*** Block opens ***

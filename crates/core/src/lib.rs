//! Mauro Business Core - Shared domain types.
//!
//! Types used by the storefront binary and its tests:
//! - [`Email`] - validated identity key for accounts
//! - [`ServiceType`] - bookable technical-assistance services
//! - [`Price`] - decimal prices with pt-BR formatting
//! - [`UserId`], [`AppointmentId`] - type-safe sequential IDs
//!
//! # Architecture
//!
//! The core crate contains only types - no I/O, no HTTP, no shared state.

#![cfg_attr(not(test), forbid(unsafe_code))]

pub mod types;

pub use types::*;
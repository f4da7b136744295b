//! Mauro Business storefront - phone and accessories shop.
//!
//! This binary serves the storefront on port 5000 by default.
//!
//! # Architecture
//!
//! - Axum web framework
//! - Askama templates for server-side rendering
//! - In-memory user and appointment stores (nothing survives a restart)
//! - ip-api.com lookup for the home page location banner
//! - Signed-cookie sessions held in process memory

#![cfg_attr(not(test), forbid(unsafe_code))]

use std::net::SocketAddr;

use mauro_storefront::build_router;
use mauro_storefront::config::StorefrontConfig;
use mauro_storefront::state::AppState;
use sentry::integrations::tracing as sentry_tracing;
use tracing_subscriber::{layer::SubscriberExt, util::SubscriberInitExt};

/// Initialize Sentry error tracking and return guard that must be kept alive.
fn init_sentry(config: &StorefrontConfig) -> Option<sentry::ClientInitGuard> {
    let dsn = config.sentry_dsn.as_ref()?;

    let guard = sentry::init((
        dsn.as_str(),
        sentry::ClientOptions {
            release: sentry::release_name!(),
            environment: config
                .sentry_environment
                .clone()
                .map(std::borrow::Cow::Owned),
            attach_stacktrace: true,
            ..Default::default()
        },
    ));

    tracing::info!("Sentry initialized");
    Some(guard)
}

/// Filter tracing events to Sentry event types.
fn sentry_event_filter(metadata: &tracing::Metadata<'_>) -> sentry_tracing::EventFilter {
    match *metadata.level() {
        tracing::Level::ERROR | tracing::Level::WARN => sentry_tracing::EventFilter::Event,
        tracing::Level::INFO | tracing::Level::DEBUG => sentry_tracing::EventFilter::Breadcrumb,
        _ => sentry_tracing::EventFilter::Ignore,
    }
}

#[tokio::main]
async fn main() {
    // Load configuration from environment (needed for Sentry init)
    let config = StorefrontConfig::from_env().expect("Failed to load configuration");

    // Initialize Sentry (must be done before tracing subscriber)
    let _sentry_guard = init_sentry(&config);

    // Defaults to info level for our crate if RUST_LOG is not set
    let env_filter = tracing_subscriber::EnvFilter::try_from_default_env()
        .unwrap_or_else(|_| "mauro_storefront=info,tower_http=debug".into());

    tracing_subscriber::registry()
        .with(env_filter)
        .with(tracing_subscriber::fmt::layer())
        .with(sentry_tracing::layer().event_filter(sentry_event_filter))
        .init();

    let addr = config.socket_addr();
    let base_url = config.base_url.clone();

    let state = AppState::new(config).expect("Failed to initialize application state");
    let app = build_router(state);

    tracing::info!("storefront listening on {} ({})", addr, base_url);

    let listener = tokio::net::TcpListener::bind(addr)
        .await
        .expect("Failed to bind to address");

    // Connect info feeds the client address to the location lookup
    axum::serve(
        listener,
        app.into_make_service_with_connect_info::<SocketAddr>(),
    )
    .with_graceful_shutdown(shutdown_signal())
    .await
    .expect("Server error");
}

/// Wait for shutdown signal (Ctrl+C or SIGTERM).
async fn shutdown_signal() {
    let ctrl_c = async {
        tokio::signal::ctrl_c()
            .await
            .expect("Failed to install Ctrl+C handler");
    };

    #[cfg(unix)]
    let terminate = async {
        tokio::signal::unix::signal(tokio::signal::unix::SignalKind::terminate())
            .expect("Failed to install signal handler")
            .recv()
            .await;
    };

    #[cfg(not(unix))]
    let terminate = std::future::pending::<()>();

    tokio::select! {
        () = ctrl_c => {},
        () = terminate => {},
    }

    tracing::info!("Shutdown signal received, starting graceful shutdown");
}
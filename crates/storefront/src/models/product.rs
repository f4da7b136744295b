//! Showcase catalog.
//!
//! The home page lists a fixed set of products; there is no inventory,
//! cart or checkout behind them.

use mauro_core::{CurrencyCode, Price};

/// A product shown on the home page.
#[derive(Debug, Clone, PartialEq, Eq)]
pub struct Product {
    pub name: &'static str,
    pub price: Price,
    pub summary: &'static str,
}

/// Products in display order.
#[must_use]
pub fn showcase() -> Vec<Product> {
    vec![
        Product {
            name: "iPhone 15 Pro",
            price: Price::whole(7_500, CurrencyCode::BRL),
            summary: "Titânio, chip A17 Pro e câmera de 48 MP.",
        },
        Product {
            name: "Samsung Galaxy S24",
            price: Price::whole(5_200, CurrencyCode::BRL),
            summary: "Tela Dynamic AMOLED 2X de 6,2 polegadas.",
        },
        Product {
            name: "Carregador Turbo 25W",
            price: Price::whole(149, CurrencyCode::BRL),
            summary: "USB-C com carregamento rápido e cabo incluso.",
        },
    ]
}
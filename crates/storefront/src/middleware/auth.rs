//! Authentication extractors and session helpers.
//!
//! The principal is read from the session once per request and checked
//! against the user store: a session that names an email the store does not
//! know is treated as anonymous.

use axum::{
    extract::FromRequestParts,
    http::{StatusCode, request::Parts},
    response::{IntoResponse, Redirect, Response},
};
use tower_sessions::Session;

use crate::models::{CurrentUser, session_keys};
use crate::state::AppState;

/// Where unauthenticated visitors are sent.
pub const LOGIN_PATH: &str = "/login";

/// Extractor that requires an authenticated user.
///
/// If nobody is logged in, the handler does not run and the visitor is
/// redirected to the login page.
///
/// # Example
///
/// ```rust,ignore
/// async fn protected_handler(
///     RequireAuth(user): RequireAuth,
/// ) -> impl IntoResponse {
///     format!("Olá, {}!", user.email)
/// }
/// ```
pub struct RequireAuth(pub CurrentUser);

/// Error returned when authentication is required but the user is not logged in.
#[derive(Debug)]
pub enum AuthRejection {
    /// Redirect to login page.
    RedirectToLogin,
    /// The session layer is not installed on this route.
    MissingSession,
}

impl IntoResponse for AuthRejection {
    fn into_response(self) -> Response {
        match self {
            Self::RedirectToLogin => Redirect::to(LOGIN_PATH).into_response(),
            Self::MissingSession => {
                tracing::error!("Session not found in request extensions - layer misconfigured");
                StatusCode::INTERNAL_SERVER_ERROR.into_response()
            }
        }
    }
}

impl FromRequestParts<AppState> for RequireAuth {
    type Rejection = AuthRejection;

    async fn from_request_parts(
        parts: &mut Parts,
        state: &AppState,
    ) -> Result<Self, Self::Rejection> {
        let session = parts
            .extensions
            .get::<Session>()
            .ok_or(AuthRejection::MissingSession)?;

        resolve_principal(session, state)
            .await
            .map(Self)
            .ok_or(AuthRejection::RedirectToLogin)
    }
}

/// Extractor that optionally gets the current user.
///
/// Unlike `RequireAuth`, this does not reject the request if the user is not logged in.
///
/// # Example
///
/// ```rust,ignore
/// async fn handler(
///     OptionalAuth(user): OptionalAuth,
/// ) -> impl IntoResponse {
///     match user {
///         Some(u) => format!("Olá, {}!", u.email),
///         None => "Olá, visitante!".to_string(),
///     }
/// }
/// ```
pub struct OptionalAuth(pub Option<CurrentUser>);

impl FromRequestParts<AppState> for OptionalAuth {
    type Rejection = std::convert::Infallible;

    async fn from_request_parts(
        parts: &mut Parts,
        state: &AppState,
    ) -> Result<Self, Self::Rejection> {
        let user = match parts.extensions.get::<Session>() {
            Some(session) => resolve_principal(session, state).await,
            None => None,
        };

        Ok(Self(user))
    }
}

/// Read the session's user and confirm the account still exists.
async fn resolve_principal(session: &Session, state: &AppState) -> Option<CurrentUser> {
    let user = match session.get::<CurrentUser>(session_keys::CURRENT_USER).await {
        Ok(user) => user?,
        Err(e) => {
            tracing::warn!(error = %e, "Failed to read user from session");
            return None;
        }
    };

    if state.users().exists(&user.email).await {
        Some(user)
    } else {
        tracing::debug!(user_id = %user.id, "Session names an unknown user");
        None
    }
}

/// Bind `user` to the session (login).
///
/// The session ID is rotated first so an ID issued before login cannot be
/// reused afterwards.
///
/// # Errors
///
/// Returns an error if the session cannot be modified.
pub async fn set_current_user(
    session: &Session,
    user: &CurrentUser,
) -> Result<(), tower_sessions::session::Error> {
    session.cycle_id().await?;
    session.insert(session_keys::CURRENT_USER, user).await
}

/// Remove the user from the session (logout).
///
/// # Errors
///
/// Returns an error if the session cannot be modified.
pub async fn clear_current_user(session: &Session) -> Result<(), tower_sessions::session::Error> {
    session
        .remove::<CurrentUser>(session_keys::CURRENT_USER)
        .await?;
    Ok(())
}
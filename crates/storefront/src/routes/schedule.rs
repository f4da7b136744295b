//! Appointment booking route handlers.
//!
//! Both handlers require a logged-in user; anonymous visitors are sent to
//! the login page by [`RequireAuth`].

use askama::Template;
use askama_web::WebTemplate;
use axum::{
    Form,
    extract::{State, rejection::FormRejection},
    response::{IntoResponse, Redirect, Response},
};
use chrono::NaiveDate;
use serde::Deserialize;
use thiserror::Error;
use tower_sessions::Session;
use tracing::instrument;

use mauro_core::ServiceType;

use crate::error::{Result, add_breadcrumb};
use crate::middleware::{CspNonce, RequireAuth, push_flash};
use crate::models::{Appointment, CurrentUser};
use crate::page::{PageShell, SCHEDULE_BANNER};
use crate::routes::form_or_default;
use crate::state::AppState;

/// Date format of the HTML `<input type="date">` value.
const DATE_FORMAT: &str = "%Y-%m-%d";

/// Booking form data. Missing fields arrive as empty strings.
#[derive(Debug, Default, Deserialize)]
pub struct ScheduleForm {
    #[serde(default)]
    pub servico: String,
    #[serde(default)]
    pub data: String,
}

/// A booking form that could not be accepted.
#[derive(Debug, Error, PartialEq, Eq)]
pub enum BookingError {
    #[error("unknown or missing service")]
    InvalidService,
    #[error("missing or malformed date")]
    InvalidDate,
}

impl BookingError {
    /// Flash message shown above the re-rendered form.
    #[must_use]
    pub const fn flash_message(&self) -> &'static str {
        match self {
            Self::InvalidService => "Selecione um serviço válido.",
            Self::InvalidDate => "Informe uma data válida.",
        }
    }
}

impl ScheduleForm {
    /// Validate the submitted service and date.
    ///
    /// # Errors
    ///
    /// Returns the first field that is blank or not understood.
    pub fn parse(&self) -> std::result::Result<(ServiceType, NaiveDate), BookingError> {
        let service =
            ServiceType::parse(&self.servico).map_err(|_| BookingError::InvalidService)?;
        let date = NaiveDate::parse_from_str(self.data.trim(), DATE_FORMAT)
            .map_err(|_| BookingError::InvalidDate)?;
        Ok((service, date))
    }
}

/// Booking page template.
#[derive(Template, WebTemplate)]
#[template(path = "schedule.html")]
pub struct ScheduleTemplate {
    pub shell: PageShell,
    pub services: [ServiceType; 3],
    /// The logged-in user's bookings, oldest first.
    pub appointments: Vec<Appointment>,
}

impl ScheduleTemplate {
    async fn load(
        state: &AppState,
        session: &Session,
        user: CurrentUser,
        nonce: &CspNonce,
    ) -> Result<Self> {
        let appointments = state.appointments().list_for_owner(&user.email).await;

        Ok(Self {
            shell: PageShell::load(session, Some(user), SCHEDULE_BANNER, nonce).await?,
            services: ServiceType::ALL,
            appointments,
        })
    }
}

/// Display the booking form.
pub async fn schedule_page(
    State(state): State<AppState>,
    RequireAuth(user): RequireAuth,
    session: Session,
    nonce: CspNonce,
) -> Result<ScheduleTemplate> {
    ScheduleTemplate::load(&state, &session, user, &nonce).await
}

/// Handle booking form submission.
#[instrument(skip_all, fields(user_id = %user.id))]
pub async fn schedule(
    State(state): State<AppState>,
    RequireAuth(user): RequireAuth,
    session: Session,
    nonce: CspNonce,
    form: std::result::Result<Form<ScheduleForm>, FormRejection>,
) -> Result<Response> {
    let (service, date) = match form_or_default(form).parse() {
        Ok(parsed) => parsed,
        Err(e) => {
            tracing::info!(error = %e, "Booking rejected");
            push_flash(&session, e.flash_message()).await?;
            let page = ScheduleTemplate::load(&state, &session, user, &nonce).await?;
            return Ok(page.into_response());
        }
    };

    let appointment = state.appointments().append(&user.email, service, date).await;
    tracing::info!(appointment_id = %appointment.id, %service, %date, "Appointment booked");

    let date = date.format(DATE_FORMAT).to_string();
    add_breadcrumb(
        "booking",
        "Appointment booked",
        Some(&[("service", service.label()), ("date", date.as_str())]),
    );
    push_flash(
        &session,
        format!("Agendamento de {service} confirmado para {date}!"),
    )
    .await?;

    Ok(Redirect::to("/").into_response())
}
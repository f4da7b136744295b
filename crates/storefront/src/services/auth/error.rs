//! Authentication error types.

use thiserror::Error;

/// Errors that can occur during authentication operations.
#[derive(Debug, Error)]
pub enum AuthError {
    /// Invalid email format.
    #[error("invalid email: {0}")]
    InvalidEmail(#[from] mauro_core::EmailError),

    /// Password field left empty.
    #[error("password is required")]
    MissingPassword,

    /// Invalid credentials (wrong password or user not found).
    #[error("invalid credentials")]
    InvalidCredentials,

    /// User already exists.
    #[error("user already exists")]
    UserAlreadyExists,

    /// Password hashing error.
    #[error("password hashing error")]
    PasswordHash,
}

impl AuthError {
    /// Whether this is a problem with the submitted form rather than the server.
    #[must_use]
    pub const fn is_user_error(&self) -> bool {
        !matches!(self, Self::PasswordHash)
    }

    /// One-shot notice shown to the visitor after a rejected form.
    #[must_use]
    pub const fn flash_message(&self) -> &'static str {
        match self {
            Self::InvalidEmail(_) => "Informe um e-mail válido.",
            Self::MissingPassword => "Informe uma senha.",
            Self::InvalidCredentials => "Credenciais inválidas!",
            Self::UserAlreadyExists => "E-mail já cadastrado!",
            Self::PasswordHash => "Não foi possível concluir a operação. Tente novamente.",
        }
    }
}
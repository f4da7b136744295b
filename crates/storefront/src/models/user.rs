//! User domain types.

use mauro_core::{Email, UserId};

/// A registered storefront account (domain type).
///
/// The password hash lives only inside the user store and is never part of
/// this type.
#[derive(Debug, Clone)]
pub struct User {
    /// Sequential user ID.
    pub id: UserId,
    /// Email address, unique across accounts.
    pub email: Email,
}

*** Block closes ***

**Brief**
Take every line of the material that contains the word "lookup", and copy it.

**Response to this task**
//! - ip-api.com lookup for the home page location banner
    // Connect info feeds the client address to the location lookup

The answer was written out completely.